Restos de ofrendas griegas entre las ruinas de los santuarios condenados bajo el mar en Thonis-Héracléion.
Restos de ofrendas griegas entre las ruinas de los santuarios condenados bajo el mar en Thonis-Héracléion.Fundación IEASM / Hilti

La cocina es uno de los hallazgos más interesantes de la campaña 2021 de IEASM frente a la costa egipcia, que trabaja en cooperación con el Ministerio de Turismo y Antigüedades de Egipto con el apoyo de la Fundación Hilti. En otra parte de la ciudad, un túmulo cerca del canal de entrada noreste ha revelado los restos de una gran área de entierro griego con espléndidas ofrendas. Según los arqueólogos, se remonta a principios del siglo IV a.C., rama del Nilo. .

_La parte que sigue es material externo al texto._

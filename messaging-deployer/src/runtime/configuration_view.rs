/********************************************************************************
 * Copyright (c) 2026 Contributors to the Eclipse Foundation
 *
 * See the NOTICE file(s) distributed with this work for additional
 * information regarding copyright ownership.
 *
 * This program and the accompanying materials are made available under the
 * terms of the Apache License Version 2.0 which is available at
 * https://www.apache.org/licenses/LICENSE-2.0
 *
 * SPDX-License-Identifier: Apache-2.0
 ********************************************************************************/

//! Live configuration views of deployed destinations, readable by management callers.

use crate::model::destination::{DestinationConfig, DestinationKind};
use crate::observability::{events, fields};
use std::collections::HashMap;
use tokio::sync::Mutex;
use tracing::{debug, warn};

const COMPONENT: &str = "configuration_view";

#[derive(Clone, Debug, Eq, Hash, PartialEq)]
struct ViewKey {
    server: String,
    name: String,
}

impl ViewKey {
    fn new(server: &str, name: &str) -> Self {
        Self {
            server: server.to_string(),
            name: name.to_string(),
        }
    }
}

struct ConfigurationView {
    deployment: String,
    config: DestinationConfig,
}

/// Registered configurations of one destination kind keyed by `(server, name)`.
///
/// Registering and unregistering never fail. Each view remembers the deployment that
/// registered it and only that deployment can unregister it.
pub struct ConfigurationViewRegistry {
    kind: DestinationKind,
    views: Mutex<HashMap<ViewKey, ConfigurationView>>,
}

impl ConfigurationViewRegistry {
    pub fn new(kind: DestinationKind) -> Self {
        Self {
            kind,
            views: Mutex::new(HashMap::new()),
        }
    }

    pub fn kind(&self) -> DestinationKind {
        self.kind
    }

    /// Registers the view for `(server, name)` on behalf of `deployment`.
    ///
    /// Returns `false`, leaving the registry untouched, when another deployment
    /// already owns the key. Re-registering from the owning deployment replaces the
    /// stored configuration.
    pub async fn register_resource(
        &self,
        deployment: &str,
        server: &str,
        name: &str,
        config: DestinationConfig,
    ) -> bool {
        let mut views = self.views.lock().await;
        let key = ViewKey::new(server, name);

        if let Some(existing) = views.get(&key) {
            if existing.deployment != deployment {
                warn!(
                    event = events::CONFIGURATION_VIEW_CONFLICT,
                    component = COMPONENT,
                    kind = %self.kind,
                    deployment,
                    server,
                    destination = name,
                    reason = fields::REASON_OWNED_ELSEWHERE,
                    "configuration view already registered"
                );
                return false;
            }
        }

        views.insert(
            key,
            ConfigurationView {
                deployment: deployment.to_string(),
                config,
            },
        );
        debug!(
            event = events::CONFIGURATION_VIEW_REGISTER,
            component = COMPONENT,
            kind = %self.kind,
            deployment,
            server,
            destination = name,
            "registered configuration view"
        );
        true
    }

    /// Removes the view for `(server, name)` if `deployment` owns it.
    ///
    /// Missing or foreign views are a no-op. Returns whether a view was removed.
    pub async fn unregister_resource(&self, deployment: &str, server: &str, name: &str) -> bool {
        let mut views = self.views.lock().await;
        let key = ViewKey::new(server, name);

        let reason = match views.get(&key) {
            Some(view) if view.deployment == deployment => None,
            Some(_) => Some(fields::REASON_OWNED_ELSEWHERE),
            None => Some(fields::REASON_NOT_REGISTERED),
        };

        if let Some(reason) = reason {
            debug!(
                event = events::CONFIGURATION_VIEW_UNREGISTER_SKIPPED,
                component = COMPONENT,
                kind = %self.kind,
                deployment,
                server,
                destination = name,
                reason,
                "nothing to unregister"
            );
            return false;
        }

        views.remove(&key);
        debug!(
            event = events::CONFIGURATION_VIEW_UNREGISTER,
            component = COMPONENT,
            kind = %self.kind,
            deployment,
            server,
            destination = name,
            "unregistered configuration view"
        );
        true
    }

    pub async fn read(&self, server: &str, name: &str) -> Option<DestinationConfig> {
        self.views
            .lock()
            .await
            .get(&ViewKey::new(server, name))
            .map(|view| view.config.clone())
    }

    /// Deployment currently owning the view for `(server, name)`.
    pub async fn owner(&self, server: &str, name: &str) -> Option<String> {
        self.views
            .lock()
            .await
            .get(&ViewKey::new(server, name))
            .map(|view| view.deployment.clone())
    }

    /// Registered `(server, name)` keys in sorted order.
    pub async fn keys(&self) -> Vec<(String, String)> {
        let mut keys: Vec<(String, String)> = self
            .views
            .lock()
            .await
            .keys()
            .map(|key| (key.server.clone(), key.name.clone()))
            .collect();
        keys.sort();
        keys
    }

    pub async fn len(&self) -> usize {
        self.views.lock().await.len()
    }

    pub async fn is_empty(&self) -> bool {
        self.views.lock().await.is_empty()
    }
}

/// The queue and topic view registries of one running system.
pub struct DestinationConfigurationViews {
    queues: ConfigurationViewRegistry,
    topics: ConfigurationViewRegistry,
}

impl Default for DestinationConfigurationViews {
    fn default() -> Self {
        Self::new()
    }
}

impl DestinationConfigurationViews {
    pub fn new() -> Self {
        Self {
            queues: ConfigurationViewRegistry::new(DestinationKind::Queue),
            topics: ConfigurationViewRegistry::new(DestinationKind::Topic),
        }
    }

    pub fn for_kind(&self, kind: DestinationKind) -> &ConfigurationViewRegistry {
        match kind {
            DestinationKind::Queue => &self.queues,
            DestinationKind::Topic => &self.topics,
        }
    }

    pub fn queues(&self) -> &ConfigurationViewRegistry {
        &self.queues
    }

    pub fn topics(&self) -> &ConfigurationViewRegistry {
        &self.topics
    }

    pub async fn is_empty(&self) -> bool {
        self.queues.is_empty().await && self.topics.is_empty().await
    }
}

#[cfg(test)]
mod tests {
    use super::{ConfigurationViewRegistry, DestinationConfigurationViews};
    use crate::model::destination::{DestinationConfig, DestinationKind};

    #[tokio::test]
    async fn register_then_unregister_round_trip() {
        let registry = ConfigurationViewRegistry::new(DestinationKind::Queue);
        let config = DestinationConfig::default()
            .with_entries(["jms/Q1"])
            .with_durable(true);

        assert!(
            registry
                .register_resource("app.war", "default", "Q1", config.clone())
                .await
        );
        assert_eq!(registry.read("default", "Q1").await, Some(config));
        assert_eq!(registry.owner("default", "Q1").await.as_deref(), Some("app.war"));

        assert!(registry.unregister_resource("app.war", "default", "Q1").await);
        assert!(registry.read("default", "Q1").await.is_none());
        assert!(registry.is_empty().await);
    }

    #[tokio::test]
    async fn unregistering_missing_view_is_a_no_op() {
        let registry = ConfigurationViewRegistry::new(DestinationKind::Topic);

        assert!(!registry.unregister_resource("app.war", "default", "T1").await);
        assert!(!registry.unregister_resource("app.war", "default", "T1").await);
        assert!(registry.is_empty().await);
    }

    #[tokio::test]
    async fn views_owned_by_another_deployment_are_left_alone() {
        let registry = ConfigurationViewRegistry::new(DestinationKind::Queue);
        let original = DestinationConfig::default().with_selector("color='red'");
        registry
            .register_resource("a.war", "default", "Q1", original.clone())
            .await;

        assert!(
            !registry
                .register_resource("b.war", "default", "Q1", DestinationConfig::default())
                .await
        );
        assert!(!registry.unregister_resource("b.war", "default", "Q1").await);
        assert_eq!(registry.read("default", "Q1").await, Some(original));
    }

    #[tokio::test]
    async fn views_are_split_by_kind() {
        let views = DestinationConfigurationViews::new();
        views
            .for_kind(DestinationKind::Topic)
            .register_resource("app.war", "default", "X", DestinationConfig::default())
            .await;

        assert_eq!(views.topics().keys().await, vec![("default".to_string(), "X".to_string())]);
        assert!(views.queues().read("default", "X").await.is_none());
        assert!(!views.is_empty().await);
    }
}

A los griegos se les permitió establecerse en la ciudad al final del período faraónico. Allí construyeron sus propios santuarios cerca del gran templo de Amón. Estas construcciones también fueron destruidas durante el cataclismo y sus restos se encontraron mezclados con los del templo del dios egipcio. Restos significativos de este edificio sagrado se deslizaron hacia el canal profundo durante un deslizamiento de tierra causado por un evento de licuefacción, cuando el suelo cambió de sólido a líquido. Estos restos se encontraron en muy buen estado, casi original. Dan testimonio de la riqueza de los santuarios de Thonis-Heraklion, hoy sumergidos bajo los mares a siete kilómetros de la actual costa de Egipto.

La ciudad fue durante siglos el puerto más grande de los faraones en el Mediterráneo antes de que Alejandro Magno fundara Alejandría en el 331 a. C. C. Numerosos terremotos, seguidos de maremotos que desencadenaron fenómenos de licuefacción, provocaron el colapso bajo el mar de una porción de 110 kilómetros cuadrados del delta del Nilo, arrasando con las localidades de Thonis-Heracleion y Canopus. Goddio y su familia redescubrieron las dos ciudades en 2000 y 1999 respectivamente.